Return each line of the listing that has the word "TimePassage" in it.

:::

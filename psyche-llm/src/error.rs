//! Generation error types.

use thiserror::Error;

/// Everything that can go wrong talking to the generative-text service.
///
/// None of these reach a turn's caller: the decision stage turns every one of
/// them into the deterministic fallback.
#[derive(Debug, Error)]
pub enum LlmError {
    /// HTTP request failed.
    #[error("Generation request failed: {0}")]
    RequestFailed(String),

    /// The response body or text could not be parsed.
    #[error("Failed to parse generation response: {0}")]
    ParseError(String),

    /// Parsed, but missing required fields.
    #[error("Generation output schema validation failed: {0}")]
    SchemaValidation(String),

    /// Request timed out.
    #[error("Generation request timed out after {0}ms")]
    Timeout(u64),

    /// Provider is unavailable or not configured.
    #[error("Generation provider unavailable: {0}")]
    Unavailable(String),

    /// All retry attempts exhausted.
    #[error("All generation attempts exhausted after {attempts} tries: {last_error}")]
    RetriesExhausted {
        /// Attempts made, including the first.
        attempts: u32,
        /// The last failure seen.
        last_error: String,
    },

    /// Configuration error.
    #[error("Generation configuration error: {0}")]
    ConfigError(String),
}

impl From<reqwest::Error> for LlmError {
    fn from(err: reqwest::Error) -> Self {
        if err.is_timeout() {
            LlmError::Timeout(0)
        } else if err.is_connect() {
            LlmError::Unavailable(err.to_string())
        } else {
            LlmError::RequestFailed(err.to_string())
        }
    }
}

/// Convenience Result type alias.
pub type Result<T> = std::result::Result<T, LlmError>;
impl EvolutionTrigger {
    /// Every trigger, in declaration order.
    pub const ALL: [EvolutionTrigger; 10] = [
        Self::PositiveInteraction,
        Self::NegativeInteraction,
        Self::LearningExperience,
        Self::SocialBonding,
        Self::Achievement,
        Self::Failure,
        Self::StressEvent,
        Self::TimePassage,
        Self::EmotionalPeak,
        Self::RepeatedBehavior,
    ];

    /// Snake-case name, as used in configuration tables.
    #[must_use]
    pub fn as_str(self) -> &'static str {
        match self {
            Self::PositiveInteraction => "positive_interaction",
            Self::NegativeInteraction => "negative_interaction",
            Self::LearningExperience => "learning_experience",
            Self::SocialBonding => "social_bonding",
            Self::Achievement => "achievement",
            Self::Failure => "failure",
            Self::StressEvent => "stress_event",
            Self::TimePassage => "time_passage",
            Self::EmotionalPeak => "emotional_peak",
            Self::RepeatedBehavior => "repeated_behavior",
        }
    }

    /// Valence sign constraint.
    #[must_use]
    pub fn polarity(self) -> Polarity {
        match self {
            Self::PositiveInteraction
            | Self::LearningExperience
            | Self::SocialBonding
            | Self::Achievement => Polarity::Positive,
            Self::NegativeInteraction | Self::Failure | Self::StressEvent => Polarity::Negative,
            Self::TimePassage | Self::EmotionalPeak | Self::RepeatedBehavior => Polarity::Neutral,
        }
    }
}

:::

Solution to this exercise:
        Self::TimePassage,
            Self::TimePassage => "time_passage",
            Self::TimePassage | Self::EmotionalPeak | Self::RepeatedBehavior => Polarity::Neutral,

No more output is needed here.